--- Source material Enclosed Below ---

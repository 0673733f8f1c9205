//! CLI command implementations.
//!
//! Each submodule exposes an `execute` style entry point taking the loaded
//! [`crate::WitnessContext`]. Reports are written to stdout through
//! [`crate::output::print_lines`]; status messages go through the colored
//! helpers in [`crate::output`].

pub mod compare;
pub mod config;
pub mod context;
pub mod diff;
pub mod dormant;
pub mod scan;
pub mod snapshot;
pub mod watch;
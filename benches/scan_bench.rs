use criterion::{BenchmarkId, Criterion, criterion_group, criterion_main};
use std::fs;
use std::hint::black_box;
use std::path::Path;
use tempfile::tempdir;
use witness::fingerprint::Fingerprinter;
use witness::scanner::{ScanOptions, Snapshotter};

fn create_tree(dir: &Path, dirs: usize, files_per_dir: usize) {
    for d in 0..dirs {
        let sub = dir.join(format!("dir_{d}"));
        fs::create_dir_all(&sub).unwrap();
        for f in 0..files_per_dir {
            let content = format!("File {f} in directory {d} with some content to hash");
            fs::write(sub.join(format!("file_{f}.txt")), content).unwrap();
        }
    }
}

fn benchmark_fingerprinting(c: &mut Criterion) {
    let dir = tempdir().unwrap();
    let small_file = dir.path().join("small.txt");
    let medium_file = dir.path().join("medium.txt");
    let large_file = dir.path().join("large.txt");

    fs::write(&small_file, vec![b'a'; 1024]).unwrap(); // 1KB
    fs::write(&medium_file, vec![b'b'; 1024 * 100]).unwrap(); // 100KB
    fs::write(&large_file, vec![b'c'; 1024 * 1024 * 10]).unwrap(); // 10MB, streamed

    let fingerprinter = Fingerprinter::default();
    let mut group = c.benchmark_group("fingerprint");

    group.bench_function("digest_1kb", |b| {
        b.iter(|| fingerprinter.digest(black_box(&small_file)));
    });

    group.bench_function("digest_100kb", |b| {
        b.iter(|| fingerprinter.digest(black_box(&medium_file)));
    });

    group.bench_function("digest_10mb", |b| {
        b.iter(|| fingerprinter.digest(black_box(&large_file)));
    });

    group.finish();
}

fn benchmark_scanning(c: &mut Criterion) {
    let mut group = c.benchmark_group("scan");

    for (dirs, files) in [(10, 10), (20, 50), (50, 100)] {
        let dir = tempdir().unwrap();
        create_tree(dir.path(), dirs, files);
        let snapshotter = Snapshotter::new(ScanOptions::default());

        group.bench_with_input(
            BenchmarkId::new("full", dirs * files),
            dir.path(),
            |b, root| b.iter(|| snapshotter.scan(black_box(root)).unwrap()),
        );

        let previous = snapshotter.scan(dir.path()).unwrap();
        group.bench_with_input(
            BenchmarkId::new("reusing", dirs * files),
            dir.path(),
            |b, root| b.iter(|| snapshotter.scan_reusing(black_box(root), &previous).unwrap()),
        );
    }

    group.finish();
}

criterion_group!(benches, benchmark_fingerprinting, benchmark_scanning);
criterion_main!(benches);
use crate::WitnessContext;
use crate::blame::{self, BlameEntry};
use crate::commands::context::CommandContext;
use crate::diff::{self, ChangeEntry, ChangeKind};
use crate::output::{self, preview, report};
use crate::utils::formatters::{format_timestamp, truncate_chars};
use anyhow::Result;
use chrono::Local;
use std::path::Path;

/// Lines of content shown per changed file
const PREVIEW_LINES: usize = 2;

/// Blame entries shown per modified file
const BLAME_ENTRIES: usize = 2;

/// Extra detail printed under each change.
#[derive(Debug, Clone, Copy, Default, PartialEq, Eq)]
pub struct Details {
    /// Head of created files, tail of modified files
    pub content: bool,
    /// Recent git blame for modified files
    pub blame: bool,
}

/// Execute diff command: compare a directory against its last remembered scan
///
/// The first run only records a scan. Every later run reports the changes
/// and then remembers the new scan.
///
/// # Errors
///
/// Returns an error if:
/// - The path does not exist
/// - The root cannot be listed
/// - The new scan cannot be stored
pub fn execute(
    ctx: &WitnessContext,
    path: &Path,
    recursive: bool,
    depth: Option<usize>,
    details: Details,
) -> Result<()> {
    let root = ctx.resolve_target(path)?;
    let snapshotter = ctx.snapshotter(recursive, depth);

    let Some(previous) = ctx.load_last_scan(&root) else {
        output::print_lines(["no previous scan found for this path", "running initial scan..."]);
        let current = snapshotter.scan(&root)?;
        ctx.save_last_scan(&current)?;
        output::print_lines([
            format!("scanned {} files", current.len()),
            "run `witness diff` again to see changes".to_string(),
        ]);
        return Ok(());
    };

    let current = if ctx.config.performance.reuse_digests {
        snapshotter.scan_reusing(&root, &previous)?
    } else {
        snapshotter.scan(&root)?
    };
    let result = diff::diff(&previous, &current);

    let mut lines = vec![
        format!(
            "comparing to scan from {}",
            format_timestamp(&previous.captured_at())
        ),
        String::new(),
    ];
    if result.has_changes() {
        lines.extend(report::render_groups(
            &result,
            &report::GroupLayout::last_scan(ctx.report_limit()),
            |entry| detail_lines(&root, entry, details),
        ));
    } else {
        lines.push("  nothing has changed".to_string());
        lines.push(String::new());
    }
    output::print_lines(lines);

    ctx.save_last_scan(&current)?;
    output::info(&format!("saved new scan ({} files)", current.len()));
    Ok(())
}

/// Annotation lines for one change.
fn detail_lines(root: &Path, entry: &ChangeEntry, details: Details) -> Vec<String> {
    let path = root.join(&entry.relative_path);
    let mut lines = Vec::new();

    match entry.kind {
        ChangeKind::Created if details.content => {
            if let Some(head) = preview::head_lines(&path, PREVIEW_LINES) {
                lines.extend(head.into_iter().map(|line| format!("| {line}")));
            }
        }
        ChangeKind::Modified => {
            if details.content
                && let Some(tail) = preview::tail_lines(&path, PREVIEW_LINES)
                && !tail.is_empty()
            {
                lines.push("(end of file):".to_string());
                lines.extend(tail.into_iter().map(|line| format!("| {line}")));
            }
            if details.blame
                && let Some(entries) = blame::recent_blame(&path, BLAME_ENTRIES)
            {
                lines.push("(recent blame):".to_string());
                lines.extend(entries.iter().map(blame_line));
            }
        }
        _ => {}
    }

    lines
}

fn blame_line(entry: &BlameEntry) -> String {
    format!(
        "@ {} ({}): {}",
        truncate_chars(&entry.author, 15),
        entry.time.with_timezone(&Local).format("%m-%d %H:%M"),
        truncate_chars(&entry.summary, 30)
    )
}

#[cfg(test)]
mod tests {
    use super::*;
    use chrono::{TimeZone, Utc};
    use std::fs;
    use tempfile::tempdir;

    fn entry(kind: ChangeKind, path: &str) -> ChangeEntry {
        ChangeEntry {
            kind,
            relative_path: path.to_string(),
        }
    }

    #[test]
    fn test_content_details() -> Result<()> {
        let dir = tempdir()?;
        fs::write(dir.path().join("new.txt"), "one\ntwo\nthree\n")?;
        fs::write(dir.path().join("old.txt"), "a\nb\nc")?;
        let content = Details {
            content: true,
            blame: false,
        };

        assert_eq!(
            detail_lines(dir.path(), &entry(ChangeKind::Created, "new.txt"), content),
            vec!["| one", "| two"]
        );
        assert_eq!(
            detail_lines(dir.path(), &entry(ChangeKind::Modified, "old.txt"), content),
            vec!["(end of file):", "| b", "| c"]
        );
        assert!(detail_lines(dir.path(), &entry(ChangeKind::Deleted, "gone.txt"), content).is_empty());
        assert!(
            detail_lines(dir.path(), &entry(ChangeKind::Created, "new.txt"), Details::default())
                .is_empty()
        );
        Ok(())
    }

    #[test]
    fn test_blame_line_truncates() {
        let line = blame_line(&BlameEntry {
            author: "A Very Long Author Name Indeed".to_string(),
            time: Utc.timestamp_opt(0, 0).single().unwrap_or_default(),
            summary: "x".repeat(50),
        });
        assert!(line.starts_with("@ A Very Long Aut ("));
        assert!(line.ends_with(&format!("): {}", "x".repeat(30))));
    }

    #[test]
    fn test_first_run_records_then_reports() -> Result<()> {
        let dir = tempdir()?;
        let ctx = WitnessContext::new_explicit(
            dir.path().join("store"),
            dir.path().join("config.toml"),
        )?;
        let root = dir.path().join("root");
        fs::create_dir_all(&root)?;
        fs::write(root.join("a.txt"), "x")?;

        execute(&ctx, &root, true, None, Details::default())?;
        let resolved = ctx.resolve_target(&root)?;
        assert_eq!(ctx.load_last_scan(&resolved).map(|s| s.len()), Some(1));

        fs::write(root.join("b.txt"), "y")?;
        execute(&ctx, &root, true, None, Details::default())?;
        assert_eq!(ctx.load_last_scan(&resolved).map(|s| s.len()), Some(2));
        Ok(())
    }
}
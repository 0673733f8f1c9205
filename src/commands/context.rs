use anyhow::{Result, bail};
use std::path::{Path, PathBuf};

use crate::WitnessContext;
use crate::snapshot::Snapshot;
use crate::storage::SnapshotStore;
use crate::utils;

/// Trait providing common operations for command modules
pub trait CommandContext {
    /// Resolves a user-supplied directory to the absolute root the store
    /// keys it by.
    ///
    /// # Errors
    ///
    /// Returns an error if nothing exists at `path`
    fn resolve_target(&self, path: &Path) -> Result<PathBuf>;

    /// Loads the last scan remembered for `root`, if any
    fn load_last_scan(&self, root: &Path) -> Option<Snapshot>;

    /// Remembers `snapshot` as the last scan of its root
    ///
    /// # Errors
    ///
    /// Returns an error if the snapshot cannot be written
    fn save_last_scan(&self, snapshot: &Snapshot) -> Result<()>;

    /// Paths listed per group before eliding
    fn report_limit(&self) -> usize;
}

impl CommandContext for WitnessContext {
    fn resolve_target(&self, path: &Path) -> Result<PathBuf> {
        if !path.exists() {
            bail!("cannot witness what does not exist: {}", path.display());
        }
        Ok(utils::resolve_root(path))
    }

    fn load_last_scan(&self, root: &Path) -> Option<Snapshot> {
        self.store()
            .load_for_root(&SnapshotStore::slot_for_root(root), root)
    }

    fn save_last_scan(&self, snapshot: &Snapshot) -> Result<()> {
        self.store()
            .save(&SnapshotStore::slot_for_root(snapshot.root()), snapshot)
    }

    fn report_limit(&self) -> usize {
        self.config.report.limit.max(1)
    }
}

--- End of Enclosed Source material ---

What the exercise asks >> Starting at the line that contains "let fingerprinter = Fingerprinter::default();" and stopping after the line that contains "const PREVIEW_LINES: usize = 2;", write out every line exactly as it appears above, and no other line.

The completed task >>
    let fingerprinter = Fingerprinter::default();
    let mut group = c.benchmark_group("fingerprint");

    group.bench_function("digest_1kb", |b| {
        b.iter(|| fingerprinter.digest(black_box(&small_file)));
    });

    group.bench_function("digest_100kb", |b| {
        b.iter(|| fingerprinter.digest(black_box(&medium_file)));
    });

    group.bench_function("digest_10mb", |b| {
        b.iter(|| fingerprinter.digest(black_box(&large_file)));
    });

    group.finish();
}

fn benchmark_scanning(c: &mut Criterion) {
    let mut group = c.benchmark_group("scan");

    for (dirs, files) in [(10, 10), (20, 50), (50, 100)] {
        let dir = tempdir().unwrap();
        create_tree(dir.path(), dirs, files);
        let snapshotter = Snapshotter::new(ScanOptions::default());

        group.bench_with_input(
            BenchmarkId::new("full", dirs * files),
            dir.path(),
            |b, root| b.iter(|| snapshotter.scan(black_box(root)).unwrap()),
        );

        let previous = snapshotter.scan(dir.path()).unwrap();
        group.bench_with_input(
            BenchmarkId::new("reusing", dirs * files),
            dir.path(),
            |b, root| b.iter(|| snapshotter.scan_reusing(black_box(root), &previous).unwrap()),
        );
    }

    group.finish();
}

criterion_group!(benches, benchmark_fingerprinting, benchmark_scanning);
criterion_main!(benches);
use crate::WitnessContext;
use crate::blame::{self, BlameEntry};
use crate::commands::context::CommandContext;
use crate::diff::{self, ChangeEntry, ChangeKind};
use crate::output::{self, preview, report};
use crate::utils::formatters::{format_timestamp, truncate_chars};
use anyhow::Result;
use chrono::Local;
use std::path::Path;

/// Lines of content shown per changed file
const PREVIEW_LINES: usize = 2;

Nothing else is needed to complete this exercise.